DATASET ENTRIES ▸

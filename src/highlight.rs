//! Presentation side channel for flagged vehicles.
//!
//! Detection never depends on highlighting succeeding; failures are logged
//! by the caller and dropped.

use crate::error::RiskResult;
use crate::types::{RiskEvent, RiskKind};

#[derive(Clone, Copy, Debug, PartialEq, Eq)]
pub struct Rgba(pub u8, pub u8, pub u8, pub u8);

pub const FOLLOWER_COLOR: Rgba = Rgba(255, 0, 0, 255); // red
pub const LEADER_COLOR: Rgba = Rgba(255, 255, 0, 255); // yellow
pub const SIDE_SWIPE_COLOR: Rgba = Rgba(0, 0, 255, 255); // blue

pub trait VehicleHighlighter {
    fn highlight(&mut self, vehicle_id: &str, color: Rgba) -> RiskResult<()>;
}

/// Highlighter for headless runs.
#[derive(Clone, Copy, Debug, Default)]
pub struct NoopHighlighter;

impl VehicleHighlighter for NoopHighlighter {
    fn highlight(&mut self, _vehicle_id: &str, _color: Rgba) -> RiskResult<()> {
        Ok(())
    }
}

/// Colour assignments for one event.
pub fn highlights_for(event: &RiskEvent) -> Vec<(&str, Rgba)> {
    match event.kind {
        RiskKind::RearEnd => vec![
            (event.subject_id.as_str(), FOLLOWER_COLOR),
            (event.counterpart_id.as_str(), LEADER_COLOR),
        ],
        RiskKind::SideSwipe => vec![(event.subject_id.as_str(), SIDE_SWIPE_COLOR)],
    }
}

/// Apply highlights for every event, logging and ignoring failures.
pub fn apply_highlights(highlighter: &mut dyn VehicleHighlighter, events: &[RiskEvent]) -> usize {
    let mut applied = 0;
    for event in events {
        for (vehicle_id, color) in highlights_for(event) {
            match highlighter.highlight(vehicle_id, color) {
                Ok(()) => applied += 1,
                Err(e) => log::warn!("Could not highlight {}: {}", vehicle_id, e),
            }
        }
    }
    applied
}

#[cfg(test)]
mod tests {
    use super::*;
    use crate::error::RiskError;

    struct Rejecting;

    impl VehicleHighlighter for Rejecting {
        fn highlight(&mut self, vehicle_id: &str, _color: Rgba) -> RiskResult<()> {
            Err(RiskError::telemetry(vehicle_id, "already removed"))
        }
    }

    #[test]
    fn test_rear_end_colours_both_vehicles() {
        let event = RiskEvent::rear_end("f", "l", 0);
        assert_eq!(
            highlights_for(&event),
            vec![("f", FOLLOWER_COLOR), ("l", LEADER_COLOR)]
        );
    }

    #[test]
    fn test_side_swipe_colours_subject() {
        let event = RiskEvent::side_swipe("a", "b", 0);
        assert_eq!(highlights_for(&event), vec![("a", SIDE_SWIPE_COLOR)]);
    }

    #[test]
    fn test_failures_are_swallowed() {
        let events = vec![RiskEvent::rear_end("f", "l", 0)];
        assert_eq!(apply_highlights(&mut Rejecting, &events), 0);
        assert_eq!(apply_highlights(&mut NoopHighlighter, &events), 2);
    }
}
//! State estimators that forecast a vehicle's longitudinal position.
//!
//! Both strategies sit behind [`StateEstimator`] so the detector can run
//! either one, and a comparison run can drive both over the same frames.

pub mod constant_velocity;
pub mod kalman_linear;

use std::collections::HashSet;

pub use constant_velocity::ConstantVelocity;
pub use kalman_linear::{KalmanEstimator, KalmanLinear};

use crate::config::{EstimatorKind, KalmanConfig};
use crate::error::RiskResult;
use crate::types::{EstimatorState, KinematicSample};

/// Forecast produced for one vehicle.
#[derive(Clone, Debug, PartialEq)]
pub struct Prediction {
    pub predicted_position: f64,
    pub state: EstimatorState,
}

pub trait StateEstimator {
    fn kind(&self) -> EstimatorKind;

    /// Forecast `sample` forward by `horizon` seconds.
    ///
    /// Errors mean the position is unknown for this frame; callers skip the
    /// vehicle rather than abort the frame.
    fn predict(&mut self, sample: &KinematicSample, horizon: f64) -> RiskResult<Prediction>;

    /// Drop any per-vehicle state for vehicles no longer in the frame.
    fn retain(&mut self, _active: &HashSet<String>) {}
}

pub fn build_estimator(kind: EstimatorKind, kalman: &KalmanConfig) -> Box<dyn StateEstimator> {
    match kind {
        EstimatorKind::ConstantVelocity => Box::new(ConstantVelocity),
        EstimatorKind::Kalman => Box::new(KalmanEstimator::new(kalman.clone())),
    }
}
impl<W: Write> PredictionTrace<W> {
    pub fn new(kalman: KalmanConfig, log: EventLog<W>) -> Self {
        Self {
            constant: ConstantVelocity,
            kalman: KalmanEstimator::new(kalman),
            log,
        }
    }

    pub fn lines_written(&self) -> u64 {
        self.log.lines_written()
    }

    pub fn into_log(self) -> EventLog<W> {
        self.log
    }

    fn record_frame(
        &mut self,
        source: &dyn TelemetrySource,
        frame: u64,
        horizon: f64,
        at: &NaiveDateTime,
    ) {
        let mut active = HashSet::new();
        for vehicle_id in source.vehicle_ids() {
            let sample = match source.sample(&vehicle_id, frame) {
                Ok(sample) => sample,
                Err(e) => {
                    log::warn!("Error processing vehicle {}: {}", vehicle_id, e);
                    continue;
                }
            };

            let cs = self.constant.predict(&sample, horizon);
            let kf = self.kalman.predict(&sample, horizon);
            match (cs, kf) {
                (Ok(cs), Ok(kf)) => {
                    if let Err(e) = self.log.record_prediction_at(
                        &vehicle_id,
                        cs.predicted_position,
                        kf.predicted_position,
                        at,
                    ) {
                        log::error!("Failed to write prediction for {}: {}", vehicle_id, e);
                    }
                }
                (Err(e), _) | (_, Err(e)) => {
                    log::warn!("No prediction for {}: {}", vehicle_id, e);
                }
            }
            active.insert(vehicle_id);
        }
        self.kalman.retain(&active);
    }
}

/// `start` shifted by `time` seconds, if the result fits the log's four-digit-year stamp.
fn frame_stamp(start: NaiveDateTime, time: f64) -> Option<NaiveDateTime> {
    if !(time.is_finite() && time >= 0.0) {
        return None;
    }
    let millis = (time * 1000.0).round();
    if millis >= i64::MAX as f64 {
        return None;
    }
    let at = start.checked_add_signed(TimeDelta::try_milliseconds(millis as i64)?)?;
    (at.year() <= 9999).then_some(at)
}

// ─── Monitor ─────────────────────────────────────────────────────────────────

#[derive(Clone, Debug, PartialEq, Eq, Serialize)]
pub struct StrategySummary {
    pub strategy: String,
    pub events: usize,
    pub write_failures: usize,
}

#[derive(Clone, Debug, Default, PartialEq, Eq, Serialize)]
pub struct MonitorSummary {
    pub frames: u64,
    pub skipped_vehicles: usize,
    pub strategies: Vec<StrategySummary>,
    pub prediction_lines: u64,
}

pub struct RiskMonitor<W: Write> {
    detector: RiskDetector,
    runs: Vec<StrategyRun<W>>,
    prediction_trace: Option<PredictionTrace<W>>,
    highlighter: Box<dyn VehicleHighlighter>,
    frames: u64,
    skipped_vehicles: usize,
}

impl<W: Write> RiskMonitor<W> {
    pub fn new(config: DetectorConfig) -> RiskResult<Self> {
        Ok(Self {
            detector: RiskDetector::new(config)?,
            runs: Vec::new(),
            prediction_trace: None,
            highlighter: Box::new(NoopHighlighter),
            frames: 0,
            skipped_vehicles: 0,
        })
    }

    pub fn with_strategy(mut self, run: StrategyRun<W>) -> Self {
        self.runs.push(run);
        self
    }

    pub fn with_prediction_trace(mut self, trace: PredictionTrace<W>) -> Self {
        self.prediction_trace = Some(trace);
        self
    }

    pub fn with_highlighter(mut self, highlighter: Box<dyn VehicleHighlighter>) -> Self {
        self.highlighter = highlighter;
        self
    }

    /// Process one frame with every strategy, stamping log lines with `at`.
    pub fn step_at(&mut self, source: &dyn TelemetrySource, at: &NaiveDateTime) -> Vec<FrameAnalysis> {
        let frame = self.frames;
        self.frames += 1;

        let mut analyses = Vec::with_capacity(self.runs.len());
        for run in &mut self.runs {
            let analysis = self.detector.process_frame(source, run.estimator.as_mut(), frame);
            self.skipped_vehicles += analysis.skipped.len();

            for event in &analysis.events {
                log::info!("[{}] {}", run.name, event.message());
                match run.log.record_at(event, at) {
                    Ok(()) => run.events += 1,
                    Err(e) => {
                        run.write_failures += 1;
                        log::error!("Failed to write warning to {} log: {}", run.name, e);
                    }
                }
            }
            apply_highlights(self.highlighter.as_mut(), &analysis.events);
            analyses.push(analysis);
        }

        if let Some(trace) = self.prediction_trace.as_mut() {
            trace.record_frame(source, frame, self.detector.config().horizon, at);
        }

        analyses
    }

    /// Replay every frame of `trace`, stamping each at `start` plus the frame's simulation time.
    pub fn replay(&mut self, trace: &RecordedTrace, start: NaiveDateTime) -> MonitorSummary {
        for frame in &trace.frames {
            let at = match frame_stamp(start, frame.time) {
                Some(at) => at,
                None => {
                    log::warn!("Frame with invalid time {}; stamping at trace start", frame.time);
                    start
                }
            };
            self.step_at(frame, &at);
        }
        self.flush();
        self.summary()
    }

    pub fn summary(&self) -> MonitorSummary {
        MonitorSummary {
            frames: self.frames,
            skipped_vehicles: self.skipped_vehicles,
            strategies: self
                .runs
                .iter()
                .map(|r| StrategySummary {
                    strategy: r.name.clone(),
                    events: r.events,
                    write_failures: r.write_failures,
                })
                .collect(),
            prediction_lines: self
                .prediction_trace
                .as_ref()
                .map(|t| t.lines_written())
                .unwrap_or(0),
        }
    }

    /// Flush all logs; failures are logged, not returned.
    pub fn flush(&mut self) {
        for run in &mut self.runs {
            if let Err(e) = run.log.flush() {
                log::error!("Failed to flush {} log: {}", run.name, e);
            }
        }
        if let Some(trace) = self.prediction_trace.as_mut() {
            if let Err(e) = trace.log.flush() {
                log::error!("Failed to flush prediction trace: {}", e);
            }
        }
    }

    pub fn into_parts(self) -> (Vec<StrategyRun<W>>, Option<PredictionTrace<W>>) {
        (self.runs, self.prediction_trace)
    }
}
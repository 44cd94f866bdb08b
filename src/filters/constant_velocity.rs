use super::{Prediction, StateEstimator};
use crate::config::EstimatorKind;
use crate::error::{RiskError, RiskResult};
use crate::types::{EstimatorState, KinematicSample};

/// Simple state update representing `x_new = x + v * dt`.
pub fn predict_position(position: f64, speed: f64, dt: f64) -> f64 {
    position + speed * dt
}

/// Constant-velocity extrapolation. Holds no state between calls.
#[derive(Clone, Copy, Debug, Default)]
pub struct ConstantVelocity;

impl StateEstimator for ConstantVelocity {
    fn kind(&self) -> EstimatorKind {
        EstimatorKind::ConstantVelocity
    }

    fn predict(&mut self, sample: &KinematicSample, horizon: f64) -> RiskResult<Prediction> {
        if !sample.is_finite() {
            return Err(RiskError::NonFiniteSample {
                vehicle_id: sample.vehicle_id.clone(),
            });
        }

        let predicted_position = predict_position(sample.position, sample.speed, horizon);
        Ok(Prediction {
            predicted_position,
            state: EstimatorState {
                position: predicted_position,
                velocity: sample.speed,
                covariance: None,
            },
        })
    }
}
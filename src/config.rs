// config.rs: Detector and estimator tuning
//
// Every threshold the detector and the Kalman estimator read lives here and is
// injected at construction. Defaults reproduce the values the detection scripts
// were run with.

use serde::{Deserialize, Serialize};
use std::fs;
use std::path::Path;
use std::str::FromStr;

use crate::error::{RiskError, RiskResult};

/// Which estimator produces the predicted positions.
#[derive(Clone, Copy, Debug, PartialEq, Eq, Hash, Serialize, Deserialize)]
#[serde(rename_all = "kebab-case")]
pub enum EstimatorKind {
    ConstantVelocity,
    Kalman,
}

impl EstimatorKind {
    pub fn name(&self) -> &'static str {
        match self {
            EstimatorKind::ConstantVelocity => "constant-velocity",
            EstimatorKind::Kalman => "kalman",
        }
    }
}

impl FromStr for EstimatorKind {
    type Err = RiskError;

    fn from_str(s: &str) -> Result<Self, Self::Err> {
        match s.trim().to_ascii_lowercase().as_str() {
            "constant-velocity" | "constant" | "cv" => Ok(EstimatorKind::ConstantVelocity),
            "kalman" | "kf" => Ok(EstimatorKind::Kalman),
            other => Err(RiskError::InvalidConfig(format!(
                "unknown estimator '{}'",
                other
            ))),
        }
    }
}

/// Kalman operating mode.
#[derive(Clone, Copy, Debug, PartialEq, Eq, Serialize, Deserialize)]
#[serde(rename_all = "kebab-case")]
pub enum KalmanMode {
    /// Forecast from the prior alone, no measurement fusion
    PredictOnly,
    /// Forecast, then fuse the observed position
    PredictUpdate,
}

/// How the rear-end rule turns predictions into a gap.
#[derive(Clone, Copy, Debug, PartialEq, Eq, Serialize, Deserialize)]
#[serde(rename_all = "kebab-case")]
pub enum GapModel {
    /// leader_pred - subject_pred
    Predicted,
    /// measured_gap - (leader_pred - subject_pred)
    MeasuredCorrected,
}

#[derive(Clone, Debug, PartialEq, Serialize, Deserialize)]
#[serde(default)]
pub struct KalmanConfig {
    pub process_noise: f64,      // diagonal of Q
    pub measurement_noise: f64,  // R
    pub initial_covariance: f64, // diagonal of P0
    pub acceleration: f64,       // control input, m/s²
    pub mode: KalmanMode,
    /// Carry the filtered estimate into the next frame instead of
    /// re-deriving it from the latest sample.
    pub carry_state: bool,
}

impl Default for KalmanConfig {
    fn default() -> Self {
        Self {
            process_noise: 1e-4,
            measurement_noise: 1e-2,
            initial_covariance: 1.0,
            acceleration: 0.0,
            mode: KalmanMode::PredictUpdate,
            carry_state: false,
        }
    }
}

#[derive(Clone, Debug, PartialEq, Serialize, Deserialize)]
#[serde(default)]
pub struct DetectorConfig {
    // ── Prediction ──
    pub horizon: f64, // seconds

    // ── Rear-end rule ──
    pub leader_lookahead: f64,
    pub rear_end_gap: f64,
    pub gap_model: GapModel,

    // ── Side-swipe rule ──
    pub side_swipe_threshold: f64,

    // ── Estimator ──
    pub kalman: KalmanConfig,
}

impl Default for DetectorConfig {
    fn default() -> Self {
        Self {
            horizon: 1.0,
            leader_lookahead: 10.0,
            rear_end_gap: 5.0,
            gap_model: GapModel::Predicted,
            side_swipe_threshold: 3.0,
            kalman: KalmanConfig::default(),
        }
    }
}

impl DetectorConfig {
    /// Load a JSON config; fields left out keep their defaults.
    pub fn load(path: impl AsRef<Path>) -> RiskResult<Self> {
        let path = path.as_ref();
        let contents = fs::read_to_string(path).map_err(|e| RiskError::io(path, e))?;
        let config: DetectorConfig = serde_json::from_str(&contents)
            .map_err(|e| RiskError::InvalidConfig(format!("{}: {}", path.display(), e)))?;
        config.validate()?;
        Ok(config)
    }

    pub fn validate(&self) -> RiskResult<()> {
        if !(self.horizon.is_finite() && self.horizon > 0.0) {
            return Err(RiskError::InvalidConfig(format!(
                "horizon must be positive, got {}",
                self.horizon
            )));
        }

        let non_negative = [
            ("leader_lookahead", self.leader_lookahead),
            ("rear_end_gap", self.rear_end_gap),
            ("side_swipe_threshold", self.side_swipe_threshold),
            ("kalman.process_noise", self.kalman.process_noise),
            ("kalman.measurement_noise", self.kalman.measurement_noise),
            ("kalman.initial_covariance", self.kalman.initial_covariance),
        ];
        for (name, value) in non_negative {
            if !(value.is_finite() && value >= 0.0) {
                return Err(RiskError::InvalidConfig(format!(
                    "{} must be finite and non-negative, got {}",
                    name, value
                )));
            }
        }

        if !self.kalman.acceleration.is_finite() {
            return Err(RiskError::InvalidConfig(
                "kalman.acceleration must be finite".to_string(),
            ));
        }

        Ok(())
    }
}
use std::path::Path;

use super::{parse_lines, read_log, split_timestamp};
use crate::error::{RiskError, RiskResult};
use crate::types::PredictionRecord;

/// Parse one prediction-trace line.
///
/// Lines without a `vehicle_id:` field belong to other record types and yield `Ok(None)`.
pub fn parse_prediction_line(line: &str) -> RiskResult<Option<PredictionRecord>> {
    if !line.contains("vehicle_id:") {
        return Ok(None);
    }

    let (stamp, message) = split_timestamp(line)?;

    let mut vehicle_id = None;
    let mut cs_prediction = None;
    let mut kf_prediction = None;

    for pair in message.split(',') {
        let (key, value) = pair
            .split_once(':')
            .ok_or_else(|| RiskError::malformed_line(format!("field '{}' has no value", pair.trim())))?;
        let value = value.trim();
        match key.trim() {
            "vehicle_id" => vehicle_id = Some(value.to_string()),
            "cs_prediction" => cs_prediction = Some(parse_float("cs_prediction", value)?),
            "kf_prediction" => kf_prediction = Some(parse_float("kf_prediction", value)?),
            _ => {}
        }
    }

    match (vehicle_id, cs_prediction, kf_prediction) {
        (Some(vehicle_id), Some(cs_prediction), Some(kf_prediction)) if !vehicle_id.is_empty() => {
            Ok(Some(PredictionRecord {
                date: stamp.date,
                time: stamp.time,
                sequence_number: stamp.sequence_number,
                vehicle_id,
                cs_prediction,
                kf_prediction,
            }))
        }
        _ => Err(RiskError::malformed_line(
            "prediction line needs vehicle_id, cs_prediction and kf_prediction",
        )),
    }
}

fn parse_float(field: &str, value: &str) -> RiskResult<f64> {
    value
        .parse::<f64>()
        .map_err(|e| RiskError::malformed_line(format!("{} '{}': {}", field, value, e)))
}

pub fn parse_prediction_log(text: &str) -> Vec<PredictionRecord> {
    parse_lines(text, parse_prediction_line)
}

pub fn load_prediction_log(path: impl AsRef<Path>) -> Vec<PredictionRecord> {
    let path = path.as_ref();
    match read_log(path) {
        Some(text) => parse_prediction_log(&text),
        None => Vec::new(),
    }
}

#[cfg(test)]
mod tests {
    use super::*;
    use crate::event_log::EventLog;
    use chrono::NaiveDate;

    #[test]
    fn test_parse_prediction_line() {
        let r = parse_prediction_line(
            "2024-04-14 17:20:30,049:vehicle_id: veh0, cs_prediction: 105.5, kf_prediction: 100.25",
        )
        .unwrap()
        .unwrap();
        assert_eq!(r.vehicle_id, "veh0");
        assert_eq!(r.cs_prediction, 105.5);
        assert_eq!(r.kf_prediction, 100.25);
        assert_eq!(r.sequence_number, 49);
    }

    #[test]
    fn test_bad_float_is_malformed() {
        let err = parse_prediction_line(
            "2024-04-14 17:20:30,049:vehicle_id: veh0, cs_prediction: fast, kf_prediction: 1",
        )
        .unwrap_err();
        assert!(matches!(err, RiskError::MalformedLogLine { .. }));
    }

    #[test]
    fn test_missing_field_is_malformed() {
        assert!(parse_prediction_line("2024-04-14 17:20:30,049:vehicle_id: veh0, cs_prediction: 1").is_err());
    }

    #[test]
    fn test_reads_back_what_event_log_writes() {
        let at = NaiveDate::from_ymd_opt(2024, 4, 14)
            .unwrap()
            .and_hms_milli_opt(9, 0, 0, 7)
            .unwrap();
        let mut log = EventLog::new(Vec::new());
        log.record_prediction_at("a", 1.0 / 3.0, -2.5, &at).unwrap();
        log.record_prediction_at("b", 0.0, 1e-7, &at).unwrap();
        let text = String::from_utf8(log.into_inner()).unwrap();

        let records = parse_prediction_log(&text);
        assert_eq!(records.len(), 2);
        assert_eq!(records[0].cs_prediction, 1.0 / 3.0);
        assert_eq!(records[0].kf_prediction, -2.5);
        assert_eq!(records[1].kf_prediction, 1e-7);
        assert_eq!(records[1].sequence_number, 7);
    }
}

WHAT IS REQUIRED ▸
Scan the data for the word "diagonal" and copy every line where it shows up.

TASK SOLUTION ▸
    pub process_noise: f64,      // diagonal of Q
    pub initial_covariance: f64, // diagonal of P0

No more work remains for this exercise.